You could open the HTML page from your disk, in Internet Explorer. No internet required.
Update: they weren't linked at the filesystem level. Explorer.exe tracks .htm/.html and a folder_<something> together: https://learn.microsoft.com/en-us/windows/win32/shell/manage...
> A few years ago I'd have recommended Heroku on the basis that their free plan had stayed reliable for more than a decade, but Salesforce took that accumulated goodwill and incinerated it in 2022.
As someone building a new hosting provider with a free tier (https://val.town) it's so lovely to see folks like Simon value long-term stability. It makes it easier to make the business case to invest in it. At the end of the day, it's all about trust.
I have found HTML5 Canvas and JavaScript to be very effective for writing small games. If sound is needed, there is Web Audio available too, right within the web browser. It is quite possible to write simple games without using any external JS libraries by sticking to first principles only: drawing simple shapes with fillRect(), implementing simple collision detection algorithms, generating simple tones using OscillatorNode, etc. Here is one such game I wrote sometime back: <https://susam.net/invaders.html>.
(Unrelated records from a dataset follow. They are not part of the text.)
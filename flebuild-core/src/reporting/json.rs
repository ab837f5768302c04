use super::{
    BatchStartInfo, BuildSummary, ConversionOutcome, OutcomeStatus, Reporter, ReporterError,
};
use crate::plan::ConversionJob;

use serde_json::json;
use std::io::{self, Write};
use std::sync::Mutex;

/// Line-delimited JSON reporter for machine consumers.
///
/// Every event is one JSON object per line carrying a `type` and an RFC 3339
/// `timestamp`.
pub struct JsonReporter {
    writer: Mutex<Box<dyn Write + Send>>,
}

impl JsonReporter {
    pub fn new() -> Self {
        Self::with_writer(Box::new(io::stdout()))
    }

    pub fn with_writer(writer: Box<dyn Write + Send>) -> Self {
        Self {
            writer: Mutex::new(writer),
        }
    }

    fn timestamp() -> String {
        chrono::Utc::now().to_rfc3339()
    }

    fn write_value(&self, mut value: serde_json::Value) {
        if let Some(obj) = value.as_object_mut() {
            obj.insert("timestamp".to_string(), json!(Self::timestamp()));
        }
        if let Ok(mut writer) = self.writer.lock() {
            let _ = writeln!(writer, "{}", value);
            let _ = writer.flush();
        }
    }
}

impl Default for JsonReporter {
    fn default() -> Self {
        Self::new()
    }
}

impl Reporter for JsonReporter {
    fn batch_started(&self, info: &BatchStartInfo) {
        self.write_value(json!({
            "type": "batch_started",
            "total_sources": info.total_sources,
            "pending": info.pending,
            "up_to_date": info.up_to_date,
            "output_dir": info.output_dir,
            "jobs": info.jobs,
            "forced": info.forced,
        }));
    }

    fn conversion_skipped(&self, job: &ConversionJob) {
        self.write_value(json!({
            "type": "conversion_skipped",
            "source": job.source.display().to_string(),
            "target": job.target.display().to_string(),
        }));
    }

    fn conversion_started(&self, job: &ConversionJob) {
        self.write_value(json!({
            "type": "conversion_started",
            "source": job.source.display().to_string(),
            "target": job.target.display().to_string(),
            "reason": job.freshness.as_str(),
        }));
    }

    fn conversion_finished(&self, outcome: &ConversionOutcome) {
        let mut value = json!({
            "type": "conversion_finished",
            "source": outcome.source.display().to_string(),
            "target": outcome.target.display().to_string(),
            "duration_seconds": outcome.duration.as_secs_f64(),
        });
        let (result, failure) = match &outcome.status {
            OutcomeStatus::Converted => ("converted", None),
            OutcomeStatus::Failed(failure) => ("failed", Some(failure)),
            OutcomeStatus::NotRun => ("not_run", None),
        };
        if let Some(obj) = value.as_object_mut() {
            obj.insert("result".to_string(), json!(result));
            if let Some(failure) = failure {
                obj.insert("message".to_string(), json!(failure.message));
                obj.insert("exit_status".to_string(), json!(failure.status));
                obj.insert("output".to_string(), json!(failure.output));
            }
        }
        self.write_value(value);
    }

    fn batch_complete(&self, summary: &BuildSummary) {
        self.write_value(json!({
            "type": "batch_complete",
            "success": summary.is_success(),
            "total_sources": summary.total_sources,
            "converted": summary.converted,
            "skipped": summary.skipped,
            "failed": summary.failed_names(),
            "not_run": summary.not_run,
            "duration_seconds": summary.duration.as_secs_f64(),
        }));
    }

    fn clean_complete(&self, output_dir: &str, removed: bool) {
        self.write_value(json!({
            "type": "clean_complete",
            "output_dir": output_dir,
            "removed": removed,
        }));
    }

    fn warning(&self, message: &str) {
        self.write_value(json!({
            "type": "warning",
            "message": message,
        }));
    }

    fn error(&self, error: &ReporterError) {
        self.write_value(json!({
            "type": "error",
            "title": error.title,
            "message": error.message,
            "suggestion": error.suggestion,
        }));
    }
}
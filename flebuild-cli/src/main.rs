//! Main entry point for the flebuild CLI application.
//!
//! Parses arguments, sets up logging and the interrupt handler, dispatches to
//! the command handlers, and turns the outcome into a process exit code.

use flebuild_cli::error::{CliErrorContext, CliResult, suggestion_for};
use flebuild_cli::logging::{console_level, init_logging, log_file_path};
use flebuild_cli::{Cli, Commands, run_build, run_clean, run_status};
use flebuild_core::CancellationToken;
use flebuild_core::reporting::{JsonReporter, Reporter, ReporterError, TerminalReporter};

use clap::Parser;
use std::process;

fn main() {
    let cli = Cli::parse();

    let reporter: Box<dyn Reporter> = if cli.global.progress_json {
        Box::new(JsonReporter::new())
    } else {
        Box::new(TerminalReporter::new(cli.global.verbose > 0))
    };

    let code = match run(&cli, reporter.as_ref()) {
        Ok(code) => code,
        Err(e) => {
            log::debug!("Command failed: {:?}", e);
            reporter.error(&ReporterError {
                title: "flebuild failed".to_string(),
                message: e.to_string(),
                suggestion: suggestion_for(&e),
            });
            e.exit_code()
        }
    };

    process::exit(code);
}

fn run(cli: &Cli, reporter: &dyn Reporter) -> CliResult<i32> {
    let command = cli.command_or_default()?;
    let command_name = match &command {
        Commands::Build(_) => "build",
        Commands::Clean => "clean",
        Commands::Status => "status",
    };

    let log_file = cli
        .global
        .log_dir
        .as_deref()
        .map(|dir| log_file_path(dir, command_name));
    init_logging(
        console_level(cli.global.verbose, cli.global.quiet),
        log_file.as_deref(),
    )?;
    if let Some(path) = &log_file {
        log::info!("Logging to {}", path.display());
    }

    let working_dir =
        std::env::current_dir().cli_context("Failed to determine the working directory")?;

    let cancel = CancellationToken::new();
    let handler_token = cancel.clone();
    if let Err(e) = ctrlc::set_handler(move || handler_token.cancel()) {
        reporter.warning(&format!("Interrupt handling unavailable: {e}"));
    }

    match command {
        Commands::Build(args) => run_build(&cli.global, &args, &working_dir, reporter, &cancel),
        Commands::Clean => run_clean(&cli.global, &working_dir, reporter),
        Commands::Status => run_status(&cli.global, &working_dir),
    }
}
Also, by embedding all CSS and JavaScript into a single HTML file, the game/tool becomes instantly portable. All we need to do is host the HTML file somewhere, or send the file to someone, in order to share the game. Even when it is hosted on a website, savvy users can curl/wget it, or simply perform "Save Page As" to download it and run it as a local app!
Further, if the HTML is written and formatted neatly (rather than being bundled or minified), the endangered subspecies of developers who still like to "View Source" can easily copy, edit, and customise the code to suit their own needs, and see their changes take effect instantly.
Exactly, not only is that cross-platform and frictionless, but it additionally solves the trust issue since the app runs in a more secure browser sandbox.
This is also why I recently ported my fork of the FreeJ2ME emulator to the web (with help of CheerpJ which runs Java in browser), I believe this is the most future-proof way to preserve access to J2ME games: https://github.com/zb3/freej2me-web
Nice post! This is only a nit: They did break working URLs at least once sometime between 2020 and 2023. Until 2013, GitHub served GitHub Pages from the USERNAME.github.com subdomains. Understandably, this was a security nightmare, due to which in 2013 they made the switch to USERNAME.github.io for GitHub Pages.
For several years they took care of automatically redirecting something like <http://newmerator.github.com/> to <http://newmerator.github.io/>. But if you click on those links now, you'll find that the former does not work anymore.
You can read more about it at <https://github.blog/news-insights/product-news/new-github-pa...>. The example link I've shared in the previous paragraph has been picked from this article.
In fact, <https://web.archive.org/web/20200000000000*/http://newmerato...> shows that the redirection worked until at least Feb 2020. But by Nov 2023, the redirect was already broken.
I don't like javascript much, but the option to statically host something for free while solving real problems is... something else.
I know WASM has been here for a long time but last time I tried I still had some issues setting it up (maybe just skill-issues), but I'd like to live in a world where I could do the same stuff but with other languages. Maybe just the UI code in javascript, or at least, that's what I would wish for.
Like, I feel like there's probably some importance in reinforcing the idea of "this is valuable enough such that you should take a copy for yourself that you can keep forever if you want, on your machine, to do with whatever you want."
Makes it feel more valuable or important? Something like that.
Have any of you tried this? What's the overhead/performance like?